The Student Senate will vote Tuesday on a resolution that would ask the Board of Regents to give undocumented citizen students in-state tuition rates.
The resolution, known as the Dream Act, is supported by the Eastern Michigan University group Dare to Dream, a subgroup of the Latino Student Association. The resolution passed unanimously in the Political Action Committee (PAC) and is now going before the senate.
Undocumented immigrants are foreign nationals who entered the United States without authorization, or who entered legally but remained without authorization.
According to the Pew Research Center, Michigan has an estimated 150,000 undocumented residents.

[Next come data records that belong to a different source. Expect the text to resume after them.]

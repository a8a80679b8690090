//! Voter turnout: running turnout reports per vote date, from the first
//! build-up update to the final count.

use crate::aggregate::{mean, rank_top_n, unique_count};
use crate::chart::{
    DrawList, Series, SurfaceSize, ValueAxis, draw_horizontal_bars, draw_line_chart,
};
use crate::dashboard::{Dashboard, Kpi, PassContext};
use crate::data::RawRecord;
use crate::dataset::{Dataset, FacetDef};
use crate::datasets::{date_of, hex};
use crate::facet::CategoryOrder;
use chrono::{Datelike, NaiveDate};
use std::collections::{BTreeMap, HashMap};
use std::collections::hash_map::Entry;

const FINAL_COLOR: &str = "#1948bb";
const BUILD_UP_COLOR: &str = "#0e6c7d";
const TOP_DATES_COLOR: &str = "#d2721e";

/// Build-up chart keeps this many of the earliest reporting distances
const BUILD_UP_DAYS: usize = 20;
const TOP_DATES: usize = 8;

const PHASES: &[&str] = &["final", "build-up"];

/// Reporting phase of a turnout update.
#[derive(Clone, Copy, Debug, PartialEq, Eq)]
pub enum Phase {
    /// Reported on the vote date itself
    Final,
    /// Reported before the vote date, or without an update date
    BuildUp,
}

impl Phase {
    pub fn as_str(self) -> &'static str {
        match self {
            Phase::Final => "final",
            Phase::BuildUp => "build-up",
        }
    }
}

/// One turnout report.
#[derive(Clone, Debug, PartialEq)]
pub struct VoteRow {
    pub vote_date: NaiveDate,
    /// Vote date as `YYYY-MM-DD`
    pub vote_label: String,
    pub update_date: Option<NaiveDate>,
    pub year: i32,
    /// Turnout in percent
    pub turnout: f64,
    /// Whole days between update and vote; negative for late updates
    pub days_before: Option<i64>,
    pub phase: Phase,
    /// Latest update of its vote date
    pub is_final: bool,
}

/// `2024-03-03` → `24-03-03`.
pub fn short_date(label: &str) -> &str {
    label.get(2..).unwrap_or(label)
}

fn vote_date(row: &VoteRow) -> &str {
    &row.vote_label
}

fn phase(row: &VoteRow) -> &str {
    row.phase.as_str()
}

/// Turnout dashboard.
#[derive(Debug, Clone)]
pub struct Voting {
    facets: Vec<FacetDef<VoteRow>>,
}

impl Default for Voting {
    fn default() -> Self {
        Self::new()
    }
}

impl Voting {
    pub fn new() -> Self {
        Self {
            facets: vec![
                FacetDef::optional("vote_date", "Vote date", vote_date)
                    .ordered(CategoryOrder::Lexical),
                FacetDef::required("phase", "Phase", phase).ordered(CategoryOrder::Fixed(PHASES)),
            ],
        }
    }
}

impl Dataset for Voting {
    type Row = VoteRow;

    fn name(&self) -> &str {
        "voting"
    }

    fn required_columns(&self) -> &'static [&'static str] {
        &["Abstimmungs_Datum", "Stimmbeteiligung_Prozent"]
    }

    fn normalize(&self, record: &RawRecord) -> Option<VoteRow> {
        let vote_date = date_of(record, "Abstimmungs_Datum")?;
        let turnout = record.number("Stimmbeteiligung_Prozent")?;
        let update_date = date_of(record, "Aktualisierungs_Datum");
        let days_before = update_date.map(|u| (vote_date - u).num_days());
        let phase = if days_before == Some(0) {
            Phase::Final
        } else {
            Phase::BuildUp
        };
        Some(VoteRow {
            vote_date,
            vote_label: vote_date.format("%Y-%m-%d").to_string(),
            update_date,
            year: vote_date.year(),
            turnout,
            days_before,
            phase,
            is_final: false,
        })
    }

    /// Marks the latest update of each vote date. The first row wins ties
    /// and rows without an update date lose to any dated row.
    fn finish_rows(&self, mut rows: Vec<VoteRow>) -> Vec<VoteRow> {
        let mut latest: HashMap<NaiveDate, usize> = HashMap::new();
        for (i, row) in rows.iter().enumerate() {
            match latest.entry(row.vote_date) {
                Entry::Vacant(slot) => {
                    slot.insert(i);
                }
                Entry::Occupied(mut slot) => {
                    if row.update_date > rows[*slot.get()].update_date {
                        slot.insert(i);
                    }
                }
            }
        }
        for i in latest.into_values() {
            rows[i].is_final = true;
        }
        rows
    }

    fn temporal(&self, row: &VoteRow) -> i32 {
        row.year
    }

    fn facets(&self) -> &[FacetDef<VoteRow>] {
        &self.facets
    }
}

/// Final reports among `rows`, oldest vote first.
fn final_rows<'a>(rows: impl IntoIterator<Item = &'a VoteRow>) -> Vec<&'a VoteRow> {
    let mut finals: Vec<&VoteRow> = rows.into_iter().filter(|r| r.is_final).collect();
    finals.sort_by_key(|r| r.vote_date);
    finals
}

/// First row with the strictly highest (or lowest) turnout.
fn extreme<'a>(rows: &[&'a VoteRow], highest: bool) -> Option<&'a VoteRow> {
    rows.iter().copied().fold(None, |best, row| match best {
        Some(b) if highest && row.turnout <= b.turnout => Some(b),
        Some(b) if !highest && row.turnout >= b.turnout => Some(b),
        _ => Some(row),
    })
}

/// Average build-up turnout per reporting distance in days, ascending.
/// Only the [`BUILD_UP_DAYS`] largest distances are kept.
pub fn build_up_profile<'a>(rows: impl IntoIterator<Item = &'a VoteRow>) -> Vec<(i64, f64)> {
    let mut by_day: BTreeMap<i64, Vec<f64>> = BTreeMap::new();
    for row in rows.into_iter().filter(|r| !r.is_final) {
        if let Some(days) = row.days_before.filter(|d| *d >= 0) {
            by_day.entry(days).or_default().push(row.turnout);
        }
    }
    let skip = by_day.len().saturating_sub(BUILD_UP_DAYS);
    by_day
        .into_iter()
        .skip(skip)
        .filter_map(|(days, values)| mean(values).value().map(|avg| (days, avg)))
        .collect()
}

impl Dashboard for Voting {
    fn chart_ids(&self) -> &'static [&'static str] {
        &["final_trend", "build_up", "top_dates"]
    }

    fn kpis(&self, ctx: &PassContext<'_, VoteRow>) -> Vec<Kpi> {
        let fmt = ctx.format;
        let finals = final_rows(ctx.iter());
        let vote_dates = unique_count(finals.iter().copied(), |r| r.vote_date);
        let avg = mean(finals.iter().map(|r| r.turnout));
        let labelled = |row: Option<&VoteRow>| match row {
            Some(r) => format!("{} ({})", r.vote_label, fmt.format_percent(r.turnout)),
            None => fmt.placeholder.clone(),
        };

        vec![
            Kpi::new("Rows in View", fmt.format_count(ctx.rows.len() as f64)),
            Kpi::new("Vote Dates", fmt.format_count(vote_dates as f64)),
            Kpi::new("Avg Final Turnout", fmt.format_average(avg, "%")),
            Kpi::new("Highest Final", labelled(extreme(&finals, true))),
            Kpi::new("Latest Vote", labelled(finals.last().copied())),
        ]
    }

    fn draw(&self, chart: &str, size: SurfaceSize, ctx: &PassContext<'_, VoteRow>) -> Option<DrawList> {
        let list = match chart {
            "final_trend" => {
                let finals = final_rows(ctx.iter());
                let labels: Vec<String> = finals
                    .iter()
                    .map(|r| short_date(&r.vote_label).to_string())
                    .collect();
                let series = Series::new(
                    "Final turnout",
                    hex(FINAL_COLOR),
                    finals.iter().map(|r| r.turnout).collect(),
                );
                draw_line_chart(size, &labels, &series, &ctx.chart.with_axis(ValueAxis::percent()))
            }
            "build_up" => {
                let profile = build_up_profile(ctx.iter());
                let labels: Vec<String> = profile.iter().map(|(d, _)| format!("-{}d", d)).collect();
                let series = Series::new(
                    "Build-up turnout",
                    hex(BUILD_UP_COLOR),
                    profile.iter().map(|(_, v)| *v).collect(),
                );
                draw_line_chart(size, &labels, &series, &ctx.chart.with_axis(ValueAxis::percent()))
            }
            "top_dates" => {
                let finals = final_rows(ctx.iter());
                let top = rank_top_n(
                    finals
                        .iter()
                        .map(|r| (short_date(&r.vote_label).to_string(), r.turnout)),
                    TOP_DATES,
                    |_, _| false,
                );
                draw_horizontal_bars(
                    size,
                    &top,
                    hex(TOP_DATES_COLOR),
                    &ctx.chart.with_axis(ValueAxis::decimal("%")),
                )
            }
            _ => return None,
        };
        Some(list)
    }

    fn highlights(&self, ctx: &PassContext<'_, VoteRow>) -> Vec<String> {
        let finals = final_rows(ctx.iter());
        let (Some(first), Some(last)) = (finals.first(), finals.last()) else {
            return vec!["No final turnout rows in this filter.".to_string()];
        };

        let fmt = ctx.format;
        let mut lines = vec![format!(
            "Final turnout changed by {} from {} to {}.",
            fmt.format_decimal(last.turnout - first.turnout, " pp"),
            first.vote_label,
            last.vote_label
        )];
        if let Some(high) = extreme(&finals, true) {
            lines.push(format!(
                "Highest final turnout: {} ({}).",
                high.vote_label,
                fmt.format_percent(high.turnout)
            ));
        }
        if let Some(low) = extreme(&finals, false) {
            lines.push(format!(
                "Lowest final turnout: {} ({}).",
                low.vote_label,
                fmt.format_percent(low.turnout)
            ));
        }
        lines.push(format!(
            "Average final turnout in view: {}.",
            fmt.format_average(mean(finals.iter().map(|r| r.turnout)), "%")
        ));
        lines
    }
}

Associate Vice President for Enrollment Management Kevin Kucera said current policy is to charge out-of-state tuition rates and estimated the number of enrolled students who would qualify is minimal.
Antonio Cosme, a southwest Detroit native, was director of the PAC in 2009 when a Dream Act resolution was passed formally supporting the bill.
“We passed a resolution on the Dream Act, but it was more supporting it nationally,” Cosme said of the 2009 decision.
This year the resolution is more focused on enacting a policy on EMU’s campus. After passing the PAC, it is brought before the senate, and if passed, student body president Jelani McGadney will need to sign it within 14 days.
McGadney said the impact of the resolution depends on future student governments, as his term is ending.
“It [the resolution] can lead to change if we can make the arguments and continue to engage the administration on this serious issue,” McGadney said.
Administrators are unsure of how the resolution will fair in the Senate.
“We respect and value of input from our students and Student Government,” vice president for communications for the university Walter Kraft said. “It is an important part of the university process. As any resolution that is presented, it will be reviewed and evaluated. It would be premature at this initial stage to discuss any potential impact.”
Among students, the resolution has been met with mixed responses.
Julio Garibaldi, 19, was a student at EMU before having to take time off.
“I had to drop out because I could not afford my college tuition,” Garibaldi said.
Garibaldi, a Michigan resident for 18 years, hopes that if enacted, the Dream Act would allow him the chance to go back to school.
“If it passes, it ensures me that I can get scholarships and go back to college,” Garibaldi said.
Matthew Rutkoske, a student government senator, said the resolution needs to be reworked for him to support it fully.
“I think everyone deserves the right to have education, but at the same time at the current state the DREAM Act is in, I can’t support it,” Rutkoske said. “I don’t want to set up a system that allows people to come to the country and bring their children and have this be a backdoor to allow their kids to continually get citizenship.”
Rutkoske is a member of the PAC, but was unable to attend the meeting the resolution was passed.
Lance Fortney, a junior economics major, said he does not believe the resolution will be effective if passed.
“I don’t think they can really have an impact on what’s going on by passing this resolution,” Fortney said. “If they passed it, nothing’s really going to change. I think they should be focusing on [issues] they can actually make change.”
If passed by the Senate, McGadney and the administration, EMU would be able to implement the resolution.
In Michigan, universities have constitutional autonomy to regulate their own tuition, according to Cosme.
“Basically they can set residency, The goal of this would be that undocumented immigrants could establish residency and pay in state tuition without needing a social security number.”
Cosme is referring to the 1963 rewrite of the Michigan Constitution which established university constitutional autonomy, essentially giving the management and control of the institution to the governing body, in EMU’s case, the Board of Regents. This allows the university to decide tuition rates and who qualifies for in-state tuition.
Federal law forbids undocumented immigrants from being eligible on the basis of residence within a state for any post-secondary education benefit unless a citizen or national of the United States is eligible for such a benefit.
Despite this, 13 states have adopted policies that, in effect, grant in-state tuition to undocumented citizens, according to the resolution.
The Personal Responsibility and Work Opportunity Reconciliation Act of 1996 prohibits undocumented citizens from receiving federal loans and grants, including work-study jobs.
California has a state law providing resident tuition rates to undocumented immigrants based on their attendance at high schools in the state.
The United States Supreme Court denied an appeal from the California Supreme Court and upheld the law allowing for in-state rates for undocumented citizens who had three or four years in a state high school in Martinez V. Regents of the University of California.
If the resolution passes in the Senate on Tuesday, McGadney has 14 days to sign it or the resolution essentially dies. The Senate can override McGadney with a two-thirds majority vote.
*Kody Klein contributed to the reporting of this article.